### Task details:
Find the lines in the records that carry the word "episodes". Copy each one.

***

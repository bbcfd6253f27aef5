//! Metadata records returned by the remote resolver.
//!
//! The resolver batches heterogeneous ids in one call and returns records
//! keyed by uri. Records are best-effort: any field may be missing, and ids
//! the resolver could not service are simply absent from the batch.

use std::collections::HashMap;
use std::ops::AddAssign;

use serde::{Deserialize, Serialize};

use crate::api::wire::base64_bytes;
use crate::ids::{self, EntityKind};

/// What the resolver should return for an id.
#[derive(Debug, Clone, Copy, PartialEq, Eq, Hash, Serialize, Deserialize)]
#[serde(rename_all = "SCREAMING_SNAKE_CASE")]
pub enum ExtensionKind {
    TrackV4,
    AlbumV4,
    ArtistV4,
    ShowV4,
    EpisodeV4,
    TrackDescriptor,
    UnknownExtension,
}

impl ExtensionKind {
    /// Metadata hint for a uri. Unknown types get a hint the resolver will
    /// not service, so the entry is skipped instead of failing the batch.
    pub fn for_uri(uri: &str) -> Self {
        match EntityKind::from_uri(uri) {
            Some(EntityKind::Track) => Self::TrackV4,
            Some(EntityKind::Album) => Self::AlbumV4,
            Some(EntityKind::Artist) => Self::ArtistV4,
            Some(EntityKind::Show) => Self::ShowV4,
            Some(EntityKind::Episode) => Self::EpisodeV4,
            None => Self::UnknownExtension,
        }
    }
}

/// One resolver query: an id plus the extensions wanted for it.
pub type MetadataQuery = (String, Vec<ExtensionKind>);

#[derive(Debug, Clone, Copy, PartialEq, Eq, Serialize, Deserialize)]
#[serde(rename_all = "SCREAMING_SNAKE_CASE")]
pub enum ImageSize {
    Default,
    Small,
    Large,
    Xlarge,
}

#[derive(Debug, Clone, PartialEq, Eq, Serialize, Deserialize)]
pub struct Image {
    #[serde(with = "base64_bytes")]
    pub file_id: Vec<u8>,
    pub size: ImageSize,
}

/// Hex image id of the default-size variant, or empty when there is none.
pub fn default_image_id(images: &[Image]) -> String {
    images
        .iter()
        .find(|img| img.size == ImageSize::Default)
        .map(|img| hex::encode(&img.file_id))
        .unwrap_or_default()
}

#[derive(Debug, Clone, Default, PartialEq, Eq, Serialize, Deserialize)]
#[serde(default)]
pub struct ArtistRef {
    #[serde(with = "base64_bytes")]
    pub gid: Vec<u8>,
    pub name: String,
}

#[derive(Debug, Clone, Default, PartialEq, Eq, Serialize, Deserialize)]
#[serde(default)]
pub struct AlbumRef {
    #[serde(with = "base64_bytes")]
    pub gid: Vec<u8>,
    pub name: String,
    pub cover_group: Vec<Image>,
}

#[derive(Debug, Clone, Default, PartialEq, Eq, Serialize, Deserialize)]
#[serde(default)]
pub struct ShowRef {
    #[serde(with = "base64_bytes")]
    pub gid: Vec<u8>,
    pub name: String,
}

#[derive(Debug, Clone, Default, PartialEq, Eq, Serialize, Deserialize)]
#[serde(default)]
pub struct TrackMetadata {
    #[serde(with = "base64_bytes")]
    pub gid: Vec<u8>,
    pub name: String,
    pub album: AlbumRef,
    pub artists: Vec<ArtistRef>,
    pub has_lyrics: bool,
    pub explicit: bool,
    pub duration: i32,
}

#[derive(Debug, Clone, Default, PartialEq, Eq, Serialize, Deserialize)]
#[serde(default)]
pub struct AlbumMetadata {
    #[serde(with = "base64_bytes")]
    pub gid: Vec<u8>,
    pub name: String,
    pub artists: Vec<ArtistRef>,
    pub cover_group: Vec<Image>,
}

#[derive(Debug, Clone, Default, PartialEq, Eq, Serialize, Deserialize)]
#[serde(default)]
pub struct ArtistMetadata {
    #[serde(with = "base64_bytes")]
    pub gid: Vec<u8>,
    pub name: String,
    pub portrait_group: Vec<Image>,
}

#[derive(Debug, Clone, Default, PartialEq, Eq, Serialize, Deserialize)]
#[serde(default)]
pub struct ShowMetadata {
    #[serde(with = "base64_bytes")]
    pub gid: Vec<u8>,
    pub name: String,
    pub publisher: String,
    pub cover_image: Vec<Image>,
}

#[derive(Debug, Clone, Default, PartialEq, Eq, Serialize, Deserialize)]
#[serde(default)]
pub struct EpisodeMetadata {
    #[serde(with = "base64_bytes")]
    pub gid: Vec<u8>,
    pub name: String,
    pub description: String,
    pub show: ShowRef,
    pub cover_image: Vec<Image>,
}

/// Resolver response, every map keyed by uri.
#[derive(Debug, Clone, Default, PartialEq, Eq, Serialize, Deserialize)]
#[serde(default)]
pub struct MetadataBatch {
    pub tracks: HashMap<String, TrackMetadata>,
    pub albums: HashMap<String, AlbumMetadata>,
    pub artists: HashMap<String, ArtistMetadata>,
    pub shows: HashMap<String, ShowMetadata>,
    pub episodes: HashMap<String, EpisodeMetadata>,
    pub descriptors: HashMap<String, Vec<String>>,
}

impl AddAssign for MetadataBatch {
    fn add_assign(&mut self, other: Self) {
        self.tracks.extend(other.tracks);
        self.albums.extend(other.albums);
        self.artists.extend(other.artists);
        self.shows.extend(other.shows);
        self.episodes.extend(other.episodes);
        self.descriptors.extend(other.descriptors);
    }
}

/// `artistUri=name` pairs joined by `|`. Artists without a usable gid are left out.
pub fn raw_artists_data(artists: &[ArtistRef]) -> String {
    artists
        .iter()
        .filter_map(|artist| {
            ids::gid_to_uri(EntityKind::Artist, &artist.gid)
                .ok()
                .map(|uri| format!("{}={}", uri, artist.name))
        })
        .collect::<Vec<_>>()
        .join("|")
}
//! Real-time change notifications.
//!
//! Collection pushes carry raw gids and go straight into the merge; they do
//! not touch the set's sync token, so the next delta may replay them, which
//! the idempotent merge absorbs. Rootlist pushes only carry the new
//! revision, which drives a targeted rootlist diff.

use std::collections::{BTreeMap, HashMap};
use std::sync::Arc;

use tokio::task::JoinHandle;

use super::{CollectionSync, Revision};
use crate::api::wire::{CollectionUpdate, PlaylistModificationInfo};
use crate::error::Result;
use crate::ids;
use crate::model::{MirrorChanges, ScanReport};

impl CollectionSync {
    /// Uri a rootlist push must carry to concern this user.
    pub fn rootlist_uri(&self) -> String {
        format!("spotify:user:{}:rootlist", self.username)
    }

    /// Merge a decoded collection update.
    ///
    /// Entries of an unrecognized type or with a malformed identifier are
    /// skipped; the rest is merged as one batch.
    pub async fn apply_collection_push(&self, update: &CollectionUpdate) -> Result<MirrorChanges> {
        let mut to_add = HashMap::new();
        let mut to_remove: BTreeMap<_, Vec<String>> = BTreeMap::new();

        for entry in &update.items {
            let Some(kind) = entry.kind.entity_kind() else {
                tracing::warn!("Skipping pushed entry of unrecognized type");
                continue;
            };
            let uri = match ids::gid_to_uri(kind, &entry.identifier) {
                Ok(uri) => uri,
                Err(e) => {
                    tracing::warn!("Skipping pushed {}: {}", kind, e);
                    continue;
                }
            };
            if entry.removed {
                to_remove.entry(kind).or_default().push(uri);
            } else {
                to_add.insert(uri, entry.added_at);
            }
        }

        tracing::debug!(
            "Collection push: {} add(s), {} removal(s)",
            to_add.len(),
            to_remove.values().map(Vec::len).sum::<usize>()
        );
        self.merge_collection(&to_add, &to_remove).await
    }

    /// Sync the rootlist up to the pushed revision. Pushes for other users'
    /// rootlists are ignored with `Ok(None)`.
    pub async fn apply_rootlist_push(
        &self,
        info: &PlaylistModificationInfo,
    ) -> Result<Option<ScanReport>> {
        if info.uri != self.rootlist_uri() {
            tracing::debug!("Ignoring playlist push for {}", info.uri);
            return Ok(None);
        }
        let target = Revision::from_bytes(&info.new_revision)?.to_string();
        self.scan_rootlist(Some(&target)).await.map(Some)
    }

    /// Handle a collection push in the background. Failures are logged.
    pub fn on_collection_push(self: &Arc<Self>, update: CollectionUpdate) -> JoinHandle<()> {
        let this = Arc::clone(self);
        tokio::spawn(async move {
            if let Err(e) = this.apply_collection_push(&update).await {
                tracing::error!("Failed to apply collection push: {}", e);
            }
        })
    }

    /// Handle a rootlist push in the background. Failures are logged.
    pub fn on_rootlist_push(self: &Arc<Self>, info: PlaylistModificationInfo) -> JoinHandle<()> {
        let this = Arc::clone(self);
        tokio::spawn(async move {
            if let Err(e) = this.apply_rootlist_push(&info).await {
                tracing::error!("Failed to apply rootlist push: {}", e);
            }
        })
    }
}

***

### Answer space:
    pub episodes: HashMap<String, EpisodeMetadata>,
        self.episodes.extend(other.episodes);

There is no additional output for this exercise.